10611 Background: Bone metastases are the most frequent malignant disease of the bone and are responsible for high morbidity and reduced quality of life in cancer patients. Zoledronic acid (Zometa, Zol), routinely used in this subgroup of patients, inhibits bone resorption and has antitumor properties. It has also been reported to have an antiangiogenic effect.
METHODS
The study prospectively evaluated the levels of RANK, RANKL and OPG transcripts by real-time PCR in the peripheral blood of 49 consecutive patients with advanced breast, prostate or lung cancer (36, 7 and 6, respectively). Patients were eligible if they were at first diagnosis of bone metastases and if they had not previously undergone treatment with bisphosphonates. All patients received the standard Zol schedule of a 4-mg infusion every 28 days. Patients were monitored for about 12 months and blood samples were collected before the first infusion of Zol and every 4 months thereafter.
RESULTS
At least 3 blood samples were taken from all 49 patients (4 samples were taken from 29). Baseline RANK, RANKL and OPG median values were 78.3 (range 7.3-620.6), 319.1 (21.4-1884.4) and 1.52 (0.1-58.0), respectively. At 12 months RANKL median value had decreased by 22% with respect to baseline, whereas OPG median value had increased by about 96%. Consequently, the RANKL/OPG ratio decreased by 56% with respect to baseline. These differences, however, did not reach statistical significance, perhaps due to the small case series evaluated.

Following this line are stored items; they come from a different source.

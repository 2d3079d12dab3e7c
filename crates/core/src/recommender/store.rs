use std::fs;
use std::io;
use std::path::PathBuf;
use std::sync::Mutex;

use thiserror::Error;

#[derive(Debug, Error)]
pub enum StateStoreError {
    #[error("state read failed: {0}")]
    Read(#[source] io::Error),
    #[error("state write failed: {0}")]
    Write(#[source] io::Error),
}

/// Local blob persistence for recommender state.
///
/// The recommender never propagates store failures: a failed load cold
/// starts with empty state and a failed save drops the write, both logged.
pub trait StateStore: Send + Sync {
    fn load(&self) -> Result<Option<String>, StateStoreError>;
    fn save(&self, blob: &str) -> Result<(), StateStoreError>;
}

/// Blob store backed by a single JSON file on local disk.
pub struct JsonFileStore {
    path: PathBuf,
}

impl JsonFileStore {
    pub fn new(path: impl Into<PathBuf>) -> Self {
        Self { path: path.into() }
    }
}

impl StateStore for JsonFileStore {
    fn load(&self) -> Result<Option<String>, StateStoreError> {
        match fs::read_to_string(&self.path) {
            Ok(blob) => Ok(Some(blob)),
            Err(error) if error.kind() == io::ErrorKind::NotFound => Ok(None),
            Err(error) => Err(StateStoreError::Read(error)),
        }
    }

    fn save(&self, blob: &str) -> Result<(), StateStoreError> {
        if let Some(parent) = self.path.parent() {
            if !parent.as_os_str().is_empty() {
                fs::create_dir_all(parent).map_err(StateStoreError::Write)?;
            }
        }
        fs::write(&self.path, blob).map_err(StateStoreError::Write)
    }
}

/// Blob store held in memory; useful for tests and ephemeral sessions.
#[derive(Default)]
pub struct MemoryStore {
    blob: Mutex<Option<String>>,
}

impl StateStore for MemoryStore {
    fn load(&self) -> Result<Option<String>, StateStoreError> {
        let blob = self.blob.lock().unwrap_or_else(|poisoned| poisoned.into_inner());
        Ok(blob.clone())
    }

    fn save(&self, blob: &str) -> Result<(), StateStoreError> {
        let mut slot = self.blob.lock().unwrap_or_else(|poisoned| poisoned.into_inner());
        *slot = Some(blob.to_string());
        Ok(())
    }
}
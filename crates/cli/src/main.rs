use std::process::ExitCode;

fn main() -> ExitCode {
    salit_cli::run()
}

Conversely, although RANK median values had increased by 36% at 8 months with respect to baseline, they had returned to near baseline values at 12 months. OPG, RANK and RANKL/OPG trends were significantly related.
CONCLUSIONS
The present work is one of the few prospective studies to be carried out on circulating markers that are potentially correlated with bone metastases. It was observed that markers of the RANK/RANKL/OPG pathway in the peripheral blood of bone metastasis patients were probably modulated by Zol treatment. Zoledronic acid would appear to decrease osteoclast activity both directly and also via RANK/RANKL/OPG pathway modulation. Further investigation of the biological results is warranted.